**Goal of the exercise**
You are asked to filter the data below and copy every line holding "flight".

(Records excerpted from a collection)
++++++
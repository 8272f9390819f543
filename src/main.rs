use crate::backup::BackupRegistry;
use crate::oci_registry::OciRegistryClient;
use crate::state::ControllerContext;
use crate::webserver::Readiness;
use std::env;
use std::net::SocketAddr;
use std::sync::Arc;
use tokio_util::sync::CancellationToken;
use tracing::{error, info};

mod backup;
mod config;
mod controller;
mod credentials;
mod image_reference;
mod oci_registry;
mod reconcile;
mod state;
mod webserver;
mod workload;

#[cfg(target_env = "musl")]
#[global_allocator]
static GLOBAL: mimalloc::MiMalloc = mimalloc::MiMalloc;

static DEFAULT_CONFIG_PATH: &str = "config/config.yaml";
static DEFAULT_SECURE_CONFIG_PATH: &str = "secure-config/config.yaml";

#[tokio::main]
async fn main() -> anyhow::Result<()> {
    tracing_subscriber::fmt::init();
    info!("Starting kube-image-backup {}", env!("CARGO_PKG_VERSION"));

    let config_path = env::var("CONFIG_PATH").unwrap_or_else(|_| DEFAULT_CONFIG_PATH.to_string());
    let secure_config_path = env::var("SECURE_CONFIG_PATH")
        .unwrap_or_else(|_| DEFAULT_SECURE_CONFIG_PATH.to_string());
    let config = Arc::new(config::load_config(&config_path, &secure_config_path)?);
    info!(
        "Backup registry configured. User: {} backup registry {}",
        config
            .backup_registry
            .username
            .as_deref()
            .unwrap_or("<token>"),
        config.backup_registry.host
    );

    let kube_client = controller::create_client().await?;
    let oci_client = oci_registry::create_client(&config)?;
    let registry_client = Arc::new(OciRegistryClient::new(oci_client, config.clone()));
    let backup = Arc::new(BackupRegistry::new(
        config.backup_registry.clone(),
        registry_client,
    ));

    let shutdown = CancellationToken::new();
    tokio::spawn(cancel_on_signal(shutdown.clone()));
    let readiness = Readiness::default();

    let app = webserver::create_app(readiness.clone());
    let addr = SocketAddr::from(([0, 0, 0, 0], config.webserver.port));
    info!("Starting webserver on {}", addr);
    let listener = tokio::net::TcpListener::bind(addr).await?;
    let server_shutdown = shutdown.clone();
    let server = tokio::spawn(async move {
        axum::serve(listener, app)
            .with_graceful_shutdown(async move { server_shutdown.cancelled().await })
            .await
    });

    let ctx = ControllerContext {
        kube_client,
        config,
        backup,
        shutdown,
        readiness,
    };
    controller::run(ctx).await?;
    server.await??;

    info!("Shutdown complete");
    Ok(())
}

/// Cancels `shutdown` on SIGINT or SIGTERM, which aborts in-flight image copies.
async fn cancel_on_signal(shutdown: CancellationToken) {
    let ctrl_c = async {
        if let Err(err) = tokio::signal::ctrl_c().await {
            error!("Failed to listen for Ctrl+C: {}", err);
            std::future::pending::<()>().await;
        }
    };

    #[cfg(unix)]
    let terminate = async {
        match tokio::signal::unix::signal(tokio::signal::unix::SignalKind::terminate()) {
            Ok(mut signal) => {
                signal.recv().await;
            }
            Err(err) => {
                error!("Failed to listen for SIGTERM: {}", err);
                std::future::pending::<()>().await;
            }
        }
    };
    #[cfg(not(unix))]
    let terminate = std::future::pending::<()>();

    tokio::select! {
        _ = ctrl_c => {},
        _ = terminate => {},
    }
    info!("Received shutdown signal, cancelling in-flight backups");
    shutdown.cancel();
}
++++++
**Your solution**
/// Cancels `shutdown` on SIGINT or SIGTERM, which aborts in-flight image copies.
    info!("Received shutdown signal, cancelling in-flight backups");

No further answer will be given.